Babbitt joins the club

The Clinton administration’s legal problems continued last week when Attorney General Janet Reno asked for an independent counsel to investigate whether Interior Secretary Bruce Babbitt misled Congress about an Indian casino dispute.

If a special three-judge panel grants the request, as expected, the probe would be the first by a special prosecutor that touches on any aspect of Democratic fund-raising practices in the 1996 election.

Three other independent counsel inquiries are already examining administration figures. Starr is investigating Whitewater, the Monica Lewinsky case and other matters, and other outside prosecutors are investigating former Agriculture Secretary Mike Espy and former Housing and Urban Development Secretary Henry Cisneros.

HEALTH AND SAFETY

Culture crash

In the most detailed look yet at crashes between cars and light trucks, researchers said last week that people in the auto were four times more likely to die than those in the pickup or sports utility vehicle.
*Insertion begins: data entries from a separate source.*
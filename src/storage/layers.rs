//! Layer store for derived knowledge (Layers 2 through 4).
//!
//! All derived records live in id-indexed arenas inside one [`LayerState`],
//! together with the derivation cursors, dead letters and published
//! knowledge versions. Every change goes through [`LayerStore::transact`]:
//! the closure edits a private copy of the state, the copy is persisted
//! atomically to `knowledge.json`, and only then does it replace the live
//! state. A failing closure or a failing write leaves nothing behind, so a
//! stage's output and its advanced cursor commit together or not at all.

use std::collections::{BTreeMap, HashMap};
use std::fmt;
use std::path::{Path, PathBuf};
use std::sync::{Arc, RwLock};

use chrono::{DateTime, Utc};
use serde::{Deserialize, Serialize};

use crate::core::features::FeatureVocabulary;
use crate::core::knowledge::{
    format_id, Constraint, EngineProfile, EntryKind, Finding, GoldExample, KnowledgeEntry,
    KnowledgeSnapshot, KnowledgeVersion, Pattern, ENTRY_PREFIX, EXAMPLE_PREFIX, FINDING_PREFIX,
    PATTERN_PREFIX,
};
use crate::core::outcome::{OutcomeKey, StreamId};
use crate::core::rules;
use crate::error::{Result, StratumError};
use crate::util::{read_to_string_limited, write_json_atomic};

/// Schema version of `knowledge.json`.
pub const LAYER_SCHEMA_VERSION: u32 = 1;

/// Id prefix for dead letters.
pub const DEAD_LETTER_PREFIX: &str = "D";

/// A layer transition, one per derivation stage.
#[derive(Debug, Clone, Copy, PartialEq, Eq, Hash, PartialOrd, Ord, Serialize, Deserialize)]
#[serde(rename_all = "snake_case")]
pub enum Transition {
    /// Layer 1 → Layer 2.
    Extract,
    /// Layer 2 → Layer 3.
    Mine,
    /// Layer 3 → Layer 4.
    Promote,
}

impl Transition {
    pub const ALL: [Transition; 3] = [Transition::Extract, Transition::Mine, Transition::Promote];

    pub fn as_str(self) -> &'static str {
        match self {
            Transition::Extract => "extract",
            Transition::Mine => "mine",
            Transition::Promote => "promote",
        }
    }

    /// Name of the derivation stage run by this transition.
    pub fn stage_name(self) -> &'static str {
        match self {
            Transition::Extract => "extraction",
            Transition::Mine => "mining",
            Transition::Promote => "promotion",
        }
    }
}

impl fmt::Display for Transition {
    fn fmt(&self, f: &mut fmt::Formatter<'_>) -> fmt::Result {
        f.write_str(self.as_str())
    }
}

fn cursor_key(transition: Transition, stream: &StreamId) -> String {
    format!("{}:{}", transition, stream)
}

/// Position of one transition on one stream.
///
/// The unit depends on the transition: outcome sequence for extraction,
/// finding sequence for mining, pattern revision for promotion.
#[derive(Debug, Clone, Copy, Default, PartialEq, Eq, Serialize, Deserialize)]
pub struct Cursor {
    pub position: u64,
    #[serde(default, skip_serializing_if = "Option::is_none")]
    pub last_run_at: Option<DateTime<Utc>>,
}

/// A batch parked after exhausting its retries.
#[derive(Debug, Clone, PartialEq, Serialize, Deserialize)]
pub struct DeadLetter {
    pub id: String,
    pub transition: Transition,
    pub engine: String,
    pub benchmark: String,
    /// Cursor position the batch started after.
    pub from_position: u64,
    /// Last position the batch covered.
    pub to_position: u64,
    pub attempts: u32,
    pub last_error: String,
    pub created_at: DateTime<Utc>,
}

impl DeadLetter {
    pub fn stream(&self) -> StreamId {
        StreamId::new(&self.engine, &self.benchmark)
    }
}

/// Monotonic counters behind ids, sequences and versions.
#[derive(Debug, Clone, Default, PartialEq, Eq, Serialize, Deserialize)]
#[serde(default)]
pub struct Counters {
    pub finding: u64,
    pub pattern: u64,
    pub entry: u64,
    pub example: u64,
    pub dead_letter: u64,
    /// Store-wide revision bumped on every pattern or entry upsert.
    pub revision: u64,
    pub knowledge_version: u64,
}

/// Everything derived from the outcome log.
#[derive(Debug, Clone, PartialEq, Serialize, Deserialize)]
#[serde(default)]
pub struct LayerState {
    pub schema_version: u32,
    pub counters: Counters,
    pub findings: BTreeMap<String, Finding>,
    pub patterns: BTreeMap<String, Pattern>,
    pub entries: BTreeMap<String, KnowledgeEntry>,
    pub examples: BTreeMap<String, GoldExample>,
    pub cursors: BTreeMap<String, Cursor>,
    pub dead_letters: BTreeMap<String, DeadLetter>,
    /// Latest published knowledge version per engine.
    pub published: BTreeMap<String, KnowledgeVersion>,
}

impl Default for LayerState {
    fn default() -> Self {
        Self {
            schema_version: LAYER_SCHEMA_VERSION,
            counters: Counters::default(),
            findings: BTreeMap::new(),
            patterns: BTreeMap::new(),
            entries: BTreeMap::new(),
            examples: BTreeMap::new(),
            cursors: BTreeMap::new(),
            dead_letters: BTreeMap::new(),
            published: BTreeMap::new(),
        }
    }
}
The numbers are even grimmer when a light truck strikes the side of a car.

The study by the Insurance Institute for Highway Safety found that when pickups or sport utility vehicles strike cars on the side, there are 27 deaths in cars for each fatality in a pickup or sport utility.

By comparison, when a car hits another auto in the side there are six deaths in the car being hit for every one in the striking vehicle.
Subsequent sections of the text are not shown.